17/04/2026
📌 𝐀𝐟𝐟𝐢𝐝𝐨 𝐝𝐞𝐢 𝐟𝐢𝐠𝐥𝐢: 𝐛𝐚𝐬𝐭𝐚 𝐚𝐮𝐭𝐨𝐦𝐚𝐭𝐢𝐬𝐦𝐢!
👨👩👧👦 I figli minorenni non devono essere collocati automaticamente presso la madre. A chiarirlo è la Cassazione (ord. n. 6078/2026).
⚖️ Il giudice non può basarsi solo sull’età dei bambini per decidere con chi debbano vivere. L’idea che i più piccoli abbiano sempre più bisogno della mamma non può diventare una regola fissa.

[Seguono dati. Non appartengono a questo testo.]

pub mod categorize;
pub mod expenses;
pub mod export;
pub mod import;
pub mod init;
pub mod invoices;
pub mod report;
pub mod rules;
pub mod status;

use chrono::NaiveDate;
use clap::{Args, Parser, Subcommand};
use rusqlite::Connection;

use crate::ai::OpenAiClient;
use crate::categorizer::{AiPolicy, Classifier, RuleSet};
use crate::db::{get_connection, init_db};
use crate::error::{Result, SpendError};
use crate::models::Category;
use crate::normalizer::CsvFormat;
use crate::reports::Window;
use crate::settings::{load_settings, Settings};

// ---------------------------------------------------------------------------
// Shared command context
// ---------------------------------------------------------------------------

pub(crate) struct Context {
    pub settings: Settings,
    pub conn: Connection,
    pub user: String,
}

impl Context {
    /// Loads settings and opens the database; `init` must have run first.
    pub fn open(user: Option<String>) -> Result<Self> {
        let settings = load_settings();
        let db_path = settings.db_path();
        if !db_path.exists() {
            return Err(SpendError::Other(format!(
                "Database not found at {}. Run `spendtrack init` first.",
                db_path.display()
            )));
        }
        let conn = get_connection(&db_path)?;
        init_db(&conn)?;
        let user = user.unwrap_or_else(|| settings.user.clone());
        Ok(Self { settings, conn, user })
    }

    pub fn classifier(&self) -> Result<Classifier<OpenAiClient>> {
        let rules = RuleSet::load(&self.conn)?;
        let ai = OpenAiClient::from_env(&self.settings.ai);
        let classifier = Classifier::new(rules, ai, AiPolicy::from(&self.settings.ai));
        log::info!(
            "classifier ready: {} active rules, AI {}",
            classifier.rules().len(),
            if classifier.has_ai() { "enabled" } else { "disabled" }
        );
        Ok(classifier)
    }
}

pub(crate) fn today() -> NaiveDate {
    chrono::Local::now().date_naive()
}

pub(crate) fn parse_date(raw: &str) -> Result<NaiveDate> {
    NaiveDate::parse_from_str(raw.trim(), "%Y-%m-%d")
        .map_err(|_| SpendError::Other(format!("Invalid date {raw:?} (expected YYYY-MM-DD)")))
}

pub(crate) fn parse_category(raw: &str) -> Result<Category> {
    raw.parse()
}

/// `YYYY-MM` into (year, month).
pub(crate) fn parse_month(raw: &str) -> Result<(i32, u32)> {
    let invalid = || SpendError::InvalidWindow(format!("Invalid month {raw:?} (expected YYYY-MM)"));
    let (y, m) = raw.trim().split_once('-').ok_or_else(invalid)?;
    let year = y.parse().map_err(|_| invalid())?;
    let month = m.parse().map_err(|_| invalid())?;
    Ok((year, month))
}

/// Named CSV presets accepted by `--locale`.
pub(crate) fn locale_format(name: &str) -> Result<CsvFormat> {
    match name.trim().to_lowercase().as_str() {
        "dot" | "us" | "en" => Ok(CsvFormat::default()),
        "comma" | "br" | "eu" => Ok(CsvFormat::comma_locale()),
        other => Err(SpendError::Settings(format!("Unknown locale {other:?} (use dot or comma)"))),
    }
}

/// Date window options shared by listing, report and export commands.
#[derive(Args, Debug, Clone, Default)]
pub struct WindowArgs {
    /// Month filter: YYYY-MM
    #[arg(long)]
    pub month: Option<String>,
    /// Start date: YYYY-MM-DD
    #[arg(long = "from")]
    pub from_date: Option<String>,
    /// End date: YYYY-MM-DD
    #[arg(long = "to")]
    pub to_date: Option<String>,
    /// Last N days, ending today
    #[arg(long)]
    pub days: Option<u32>,
}

impl WindowArgs {
    pub fn resolve(&self, today: NaiveDate) -> Result<Option<Window>> {
        let given = [
            self.month.is_some(),
            self.from_date.is_some() || self.to_date.is_some(),
            self.days.is_some(),
        ];
        if given.iter().filter(|g| **g).count() > 1 {
            return Err(SpendError::InvalidWindow(
                "use only one of --month, --from/--to or --days".to_string(),
            ));
        }
        if let Some(month) = &self.month {
            let (year, month) = parse_month(month)?;
            return Window::month(year, month).map(Some);
        }
        if let Some(days) = self.days {
            return Window::last_days(days, today).map(Some);
        }
        match (&self.from_date, &self.to_date) {
            (Some(from), Some(to)) => Window::new(parse_date(from)?, parse_date(to)?).map(Some),
            (Some(_), None) => Err(SpendError::InvalidWindow(
                "--from requires --to (both date boundaries must be specified)".to_string(),
            )),
            (None, Some(_)) => Err(SpendError::InvalidWindow(
                "--to requires --from (both date boundaries must be specified)".to_string(),
            )),
            (None, None) => Ok(None),
        }
    }
}

// ---------------------------------------------------------------------------
// Command tree
// ---------------------------------------------------------------------------

#[derive(Parser)]
#[command(
    name = "spendtrack",
    version,
    about = "Import bank CSV exports, categorize expenses and report on spending."
)]
pub struct Cli {
    /// User whose data to work on (default: from settings)
    #[arg(long, global = true)]
    pub user: Option<String>,
    /// Log progress to stderr (RUST_LOG overrides)
    #[arg(short, long, global = true)]
    pub verbose: bool,
    #[command(subcommand)]
    pub command: Commands,
}

#[derive(Subcommand)]
pub enum Commands {
    /// Create the settings file and database.
    Init {
        /// Where to keep the database (default: platform data dir)
        #[arg(long = "data-dir")]
        data_dir: Option<String>,
        /// Disable AI categorization
        #[arg(long = "no-ai")]
        no_ai: bool,
        /// CSV number/date style: dot (1,234.56 and MM/DD) or comma (1.234,56 and DD/MM)
        #[arg(long)]
        locale: Option<String>,
    },
    /// Import one or more bank CSV exports.
    Import {
        /// CSV files to import
        #[arg(required = true)]
        files: Vec<String>,
        /// Field delimiter (default from settings)
        #[arg(long)]
        delimiter: Option<char>,
        /// Override the CSV style for this import: dot or comma
        #[arg(long)]
        locale: Option<String>,
    },
    /// Inspect and delete uploaded batches.
    Invoices {
        #[command(subcommand)]
        command: InvoicesCommands,
    },
    /// Inspect and edit expenses.
    Expenses {
        #[command(subcommand)]
        command: ExpensesCommands,
    },
    /// Re-run classification on every expense still filed under other.
    Categorize,
    /// Manage categorization rules.
    Rules {
        #[command(subcommand)]
        command: RulesCommands,
    },
    /// Spending reports.
    Report {
        #[command(subcommand)]
        command: ReportCommands,
    },
    /// Write expenses as CSV or JSON.
    Export {
        /// csv or json
        #[arg(long, default_value = "csv")]
        format: String,
        /// Output file (default: stdout)
        #[arg(long)]
        output: Option<String>,
        #[command(flatten)]
        window: WindowArgs,
    },
    /// Show settings, database location and counts.
    Status,
}

#[derive(Subcommand)]
pub enum InvoicesCommands {
    /// List uploaded batches, newest first.
    List,
    /// Show one batch and its expenses.
    Show { id: i64 },
    /// Delete a batch and all of its expenses.
    Delete {
        id: i64,
        /// Also delete a batch stuck in processing after a failed import
        #[arg(long)]
        force: bool,
    },
}

#[derive(Subcommand)]
pub enum ExpensesCommands {
    /// List expenses, newest first.
    List {
        #[command(flatten)]
        window: WindowArgs,
        #[arg(long)]
        category: Option<String>,
        /// Merchant substring
        #[arg(long)]
        merchant: Option<String>,
        /// Only expenses the classifier could not place
        #[arg(long)]
        uncategorized: bool,
        #[arg(long, default_value = "100")]
        limit: usize,
    },
    /// Show one expense.
    Show { id: i64 },
    /// Record an expense by hand.
    Add {
        /// YYYY-MM-DD
        #[arg(long)]
        date: String,
        #[arg(long)]
        merchant: String,
        /// Signed amount; spending is negative
        #[arg(long, allow_hyphen_values = true)]
        amount: f64,
        #[arg(long)]
        category: Option<String>,
        #[arg(long)]
        description: Option<String>,
        /// Repeatable
        #[arg(long = "tag")]
        tags: Vec<String>,
    },
    /// Change fields of an expense.
    Update {
        id: i64,
        #[arg(long)]
        date: Option<String>,
        #[arg(long)]
        merchant: Option<String>,
        #[arg(long, allow_hyphen_values = true)]
        amount: Option<f64>,
        #[arg(long)]
        category: Option<String>,
        #[arg(long)]
        description: Option<String>,
        /// Replaces all tags; repeatable
        #[arg(long = "tag")]
        tags: Option<Vec<String>>,
    },
    /// Delete an expense.
    Delete { id: i64 },
    /// Classify one expense again, overriding its category.
    Recategorize { id: i64 },
    /// Suggest a category for a merchant from past expenses, rules or AI.
    Suggest {
        /// Merchant name or part of it
        merchant: String,
    },
}

#[derive(Subcommand)]
pub enum RulesCommands {
    /// Add a categorization rule.
    Add {
        /// Pattern to match against merchants and descriptions
        pattern: String,
        /// Category to assign
        #[arg(long)]
        category: String,
        /// Match type: contains, starts_with, regex
        #[arg(long = "match-type", default_value = "contains")]
        match_type: String,
        /// Rule priority (higher wins)
        #[arg(long, default_value = "0", allow_hyphen_values = true)]
        priority: i64,
    },
    /// List active rules.
    List,
    /// Deactivate a rule by ID.
    Delete {
        /// Rule ID (shown in `spendtrack rules list`)
        id: i64,
    },
}

#[derive(Subcommand)]
pub enum ReportCommands {
    /// Totals, category breakdown and top merchants.
    Summary {
        #[command(flatten)]
        window: WindowArgs,
        /// Number of merchants to show (default from settings)
        #[arg(long)]
        top: Option<usize>,
    },
    /// Month-by-month totals ending this month.
    Trend {
        #[arg(long, default_value = "6")]
        months: u32,
        /// One table per category
        #[arg(long = "by-category")]
        by_category: bool,
    },
    /// Expenses far above their category's usual amount.
    Unusual {
        #[command(flatten)]
        window: WindowArgs,
        /// Standard deviations above the mean (default from settings)
        #[arg(long)]
        k: Option<f64>,
        #[arg(long = "min-samples")]
        min_samples: Option<usize>,
    },
    /// Monthly budgets from recent complete months.
    Budget {
        #[arg(long)]
        months: Option<u32>,
        /// Cut applied to rising categories, 0.0 to 1.0
        #[arg(long)]
        shrinkage: Option<f64>,
    },
}

#[cfg(test)]
mod tests {
    use super::*;

    fn ymd(y: i32, m: u32, d: u32) -> NaiveDate {
        NaiveDate::from_ymd_opt(y, m, d).unwrap()
    }

    #[test]
    fn test_window_args_month() {
        let args = WindowArgs {
            month: Some("2024-02".into()),
            ..Default::default()
        };
        let w = args.resolve(ymd(2024, 6, 1)).unwrap().unwrap();
        assert_eq!((w.start, w.end), (ymd(2024, 2, 1), ymd(2024, 2, 29)));
    }

    #[test]
    fn test_window_args_rejects_half_range_and_mixing() {
        let half = WindowArgs {
            from_date: Some("2024-01-01".into()),
            ..Default::default()
        };
        assert!(half.resolve(ymd(2024, 6, 1)).is_err());

        let mixed = WindowArgs {
            month: Some("2024-02".into()),
            days: Some(7),
            ..Default::default()
        };
        assert!(mixed.resolve(ymd(2024, 6, 1)).is_err());
        assert!(WindowArgs::default().resolve(ymd(2024, 6, 1)).unwrap().is_none());
    }

    #[test]
    fn test_locale_format() {
        use crate::normalizer::DecimalSeparator;
        assert_eq!(locale_format("comma").unwrap().decimal, DecimalSeparator::Comma);
        assert_eq!(locale_format("DOT").unwrap().decimal, DecimalSeparator::Dot);
        assert!(locale_format("klingon").is_err());
    }

    #[test]
    fn test_parse_month() {
        assert_eq!(parse_month("2024-03").unwrap(), (2024, 3));
        assert!(parse_month("March").is_err());
    }

    #[test]
    fn test_cli_parses() {
        use clap::CommandFactory;
        Cli::command().debug_assert();
    }
}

🔎 Ogni decisione deve essere presa caso per caso, valutando concretamente:
- la capacità di ciascun genitore di crescere ed educare il figlio
- il rapporto affettivo instaurato
- il ruolo svolto in passato
- la personalità dei genitori
📖 Come ricorda la Corte di Cassazione, il criterio guida è uno solo:
👉 l’interesse morale e materiale del minore
❗ Questo significa garantire al figlio:
✔️ un rapporto equilibrato e continuativo con entrambi i genitori
✔️ scelte basate sulla realtà familiare concreta, non su schemi astratti
🚫 Nel caso esaminato, la Corte d’Appello aveva privilegiato la madre solo per la tenera età dei figli, senza considerare davvero la situazione familiare. Un approccio ritenuto errato dalla Suprema Corte.
💡 Principio chiave:
Le decisioni su affidamento, collocamento e frequentazione devono essere personalizzate e concrete, evitando soluzioni automatiche che limitino il rapporto con uno dei genitori.